Yeah. Didn't get installed, but I agreed to help the user on my own time
with his home PC. Once he gets it connected, my involvement ends. If he
manages to get the keylogger installed on that, I will have nothing to do
with it. All I'll have done is enabled him to connect his home computer to
the internet wirelessly.

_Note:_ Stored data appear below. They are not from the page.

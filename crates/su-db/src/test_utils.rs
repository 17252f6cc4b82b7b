//! Shared test doubles for su-db collaborators
//!
//! Fakes record intent (which statements, which verbs) rather than process
//! mechanics, so callers can assert on what business logic asked for.

use crate::error::{DbError, DbResult};
use crate::traits::{Executor, MigrationRunner, SchemaDumper, VersionControl};
use async_trait::async_trait;
use std::collections::VecDeque;
use std::path::{Path, PathBuf};
use std::sync::Mutex;
use su_core::AppliedVersion;

/// One recorded executor call
#[derive(Debug, Clone, PartialEq, Eq)]
pub enum Call {
    Run { program: String, args: Vec<String> },
    Output { program: String, args: Vec<String> },
    Stdin { program: String, args: Vec<String>, stdin: Vec<u8> },
    Sql { url: String, sql: String },
    /// Script contents are captured at call time; the file is usually a
    /// temp file gone by the time the test inspects it.
    SqlFile { url: String, path: PathBuf, script: String },
}

type SqlFileHook = Box<dyn Fn(&Path, &str) -> DbResult<()> + Send + Sync>;

/// Executor that records calls and replays scripted responses in order.
///
/// Calls beyond the scripted responses succeed with empty output.
#[derive(Default)]
pub struct RecordingExecutor {
    calls: Mutex<Vec<Call>>,
    responses: Mutex<VecDeque<DbResult<String>>>,
    sql_file_hook: Option<SqlFileHook>,
}

impl RecordingExecutor {
    pub fn new() -> Self {
        Self::default()
    }

    /// Run `hook` with the script path and contents on every `run_sql_file`.
    pub fn with_sql_file_hook<F>(mut self, hook: F) -> Self
    where
        F: Fn(&Path, &str) -> DbResult<()> + Send + Sync + 'static,
    {
        self.sql_file_hook = Some(Box::new(hook));
        self
    }

    pub fn push_output(&self, output: impl Into<String>) {
        self.responses.lock().unwrap().push_back(Ok(output.into()));
    }

    pub fn push_error(&self, error: DbError) {
        self.responses.lock().unwrap().push_back(Err(error));
    }

    pub fn calls(&self) -> Vec<Call> {
        self.calls.lock().unwrap().clone()
    }

    fn record(&self, call: Call) -> DbResult<String> {
        self.calls.lock().unwrap().push(call);
        self.responses
            .lock()
            .unwrap()
            .pop_front()
            .unwrap_or_else(|| Ok(String::new()))
    }
}

#[async_trait]
impl Executor for RecordingExecutor {
    async fn run(&self, program: &str, args: &[String]) -> DbResult<()> {
        self.record(Call::Run {
            program: program.to_string(),
            args: args.to_vec(),
        })
        .map(|_| ())
    }

    async fn run_with_output(&self, program: &str, args: &[String]) -> DbResult<String> {
        self.record(Call::Output {
            program: program.to_string(),
            args: args.to_vec(),
        })
    }

    async fn run_with_stdin(&self, program: &str, args: &[String], stdin: &[u8]) -> DbResult<()> {
        self.record(Call::Stdin {
            program: program.to_string(),
            args: args.to_vec(),
            stdin: stdin.to_vec(),
        })
        .map(|_| ())
    }

    async fn run_sql(&self, database_url: &str, sql: &str) -> DbResult<String> {
        self.record(Call::Sql {
            url: database_url.to_string(),
            sql: sql.to_string(),
        })
    }

    async fn run_sql_file(&self, database_url: &str, path: &Path) -> DbResult<()> {
        let script = std::fs::read_to_string(path).unwrap_or_default();
        let result = self.record(Call::SqlFile {
            url: database_url.to_string(),
            path: path.to_path_buf(),
            script: script.clone(),
        });
        result?;
        if let Some(hook) = &self.sql_file_hook {
            hook(path, &script)?;
        }
        Ok(())
    }
}

/// Migration runner recording verbs
#[derive(Default)]
pub struct FakeRunner {
    pub applied: Mutex<Vec<AppliedVersion>>,
    verbs: Mutex<Vec<String>>,
    fail_on: Option<String>,
}

impl FakeRunner {
    pub fn with_applied(versions: &[&str]) -> Self {
        Self {
            applied: Mutex::new(
                versions
                    .iter()
                    .map(|v| AppliedVersion::try_new(*v).expect("numeric version"))
                    .collect(),
            ),
            ..Self::default()
        }
    }

    /// Make `verb` fail with an external-process error
    pub fn failing_on(mut self, verb: &str) -> Self {
        self.fail_on = Some(verb.to_string());
        self
    }

    pub fn verbs(&self) -> Vec<String> {
        self.verbs.lock().unwrap().clone()
    }

    fn record(&self, verb: &str) -> DbResult<()> {
        self.verbs.lock().unwrap().push(verb.to_string());
        if self.fail_on.as_deref() == Some(verb) {
            return Err(DbError::ExternalProcess {
                command: format!("goose {}", verb),
                status: "exit code 1".to_string(),
                stderr: "simulated failure".to_string(),
            });
        }
        Ok(())
    }
}

#[async_trait]
impl MigrationRunner for FakeRunner {
    async fn apply_all(&self, _database_url: &str, _migrations_dir: &Path) -> DbResult<()> {
        self.record("up")
    }

    async fn apply_next(&self, _database_url: &str, _migrations_dir: &Path) -> DbResult<()> {
        self.record("up-by-one")
    }

    async fn rollback_last(&self, _database_url: &str, _migrations_dir: &Path) -> DbResult<()> {
        self.record("down")
    }

    async fn status(&self, _database_url: &str, _migrations_dir: &Path) -> DbResult<()> {
        self.record("status")
    }

    async fn applied_versions(&self, _database_url: &str) -> DbResult<Vec<AppliedVersion>> {
        self.record("applied_versions")?;
        Ok(self.applied.lock().unwrap().clone())
    }

    fn version_table(&self) -> &str {
        su_core::config::DEFAULT_VERSION_TABLE
    }
}

/// Version control returning a fixed set of added files
#[derive(Default)]
pub struct FakeVcs {
    added: Vec<PathBuf>,
    fetch_fails: bool,
    fetch_cancelled: bool,
    fetched: Mutex<Vec<String>>,
}

impl FakeVcs {
    pub fn with_added(paths: &[&str]) -> Self {
        Self {
            added: paths.iter().map(PathBuf::from).collect(),
            ..Self::default()
        }
    }

    /// Make `fetch` fail like an unreachable remote.
    pub fn failing_fetch(mut self) -> Self {
        self.fetch_fails = true;
        self
    }

    /// Make `fetch` report cancellation.
    pub fn cancelled_fetch(mut self) -> Self {
        self.fetch_cancelled = true;
        self
    }

    /// Branches passed to `fetch`, in call order
    pub fn fetched(&self) -> Vec<String> {
        self.fetched.lock().unwrap().clone()
    }
}

#[async_trait]
impl VersionControl for FakeVcs {
    async fn fetch(&self, branch: &str) -> DbResult<()> {
        self.fetched.lock().unwrap().push(branch.to_string());
        if self.fetch_cancelled {
            return Err(DbError::Cancelled {
                command: format!("git fetch origin {}", branch),
            });
        }
        if self.fetch_fails {
            return Err(DbError::ExternalProcess {
                command: format!("git fetch origin {}", branch),
                status: "exit code 128".to_string(),
                stderr: "fatal: unable to access remote".to_string(),
            });
        }
        Ok(())
    }

    async fn added_files(&self, _branch: &str, _pattern: &str) -> DbResult<Vec<PathBuf>> {
        Ok(self.added.clone())
    }

    async fn is_repository(&self) -> bool {
        true
    }
}

/// Schema dumper returning a canned dump
pub struct FakeDumper {
    pub dump: String,
    excludes: Mutex<Vec<String>>,
}

impl FakeDumper {
    pub fn new(dump: impl Into<String>) -> Self {
        Self {
            dump: dump.into(),
            excludes: Mutex::new(Vec::new()),
        }
    }

    pub fn excludes(&self) -> Vec<String> {
        self.excludes.lock().unwrap().clone()
    }
}

#[async_trait]
impl SchemaDumper for FakeDumper {
    async fn dump_schema(&self, _database_url: &str, exclude_tables: &[String]) -> DbResult<String> {
        *self.excludes.lock().unwrap() = exclude_tables.to_vec();
        Ok(self.dump.clone())
    }
}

J

 

John-AldrichTile-Tools

 

From: Carl Houseman [mailto:[email protected]] 
Sent: Thursday, April 15, 2010 2:31 PM
To: NT System Admin Issues
Subject: RE: Ethics issue

 

Wow... so much possible commentary, so little time...

 

In the middle of a nasty divorce, and she still has easy access to his
company-provided laptop for E-mail?  Hmm...

 

And she's stupid enough to write scandalous e-mails on his laptop?

 

First of all, users shouldn't be installing keyloggers on any company-owned
equipment, period.  Doesn't matter the reason, users are not authorized to
conduct surveillance, and in an ideal world, should not be authorized to
install non-company-provided software.  Net effect, you should have said
"can't help you and please uninstall that, it's against company policy, and
if you won't, I'll to take this matter to your boss/HR/whatever."

 

Carl

 

From: John Aldrich [mailto:[email protected]] 
Sent: Thursday, April 15, 2010 2:16 PM
To: NT System Admin Issues
Subject: Ethics issue

 

One of my users is in the middle of a nasty divorce with his wife. He's
trying to install a keylogger on his company laptop so he can get access to
her email (she uses his company-provided laptop at home) and prove she's
been cheating. Obviously Vipre doesn't want to let him install it, but I
overrode Vipre and told it to unquarantine it. My question is, did I do the
right thing or should I make him uninstall it?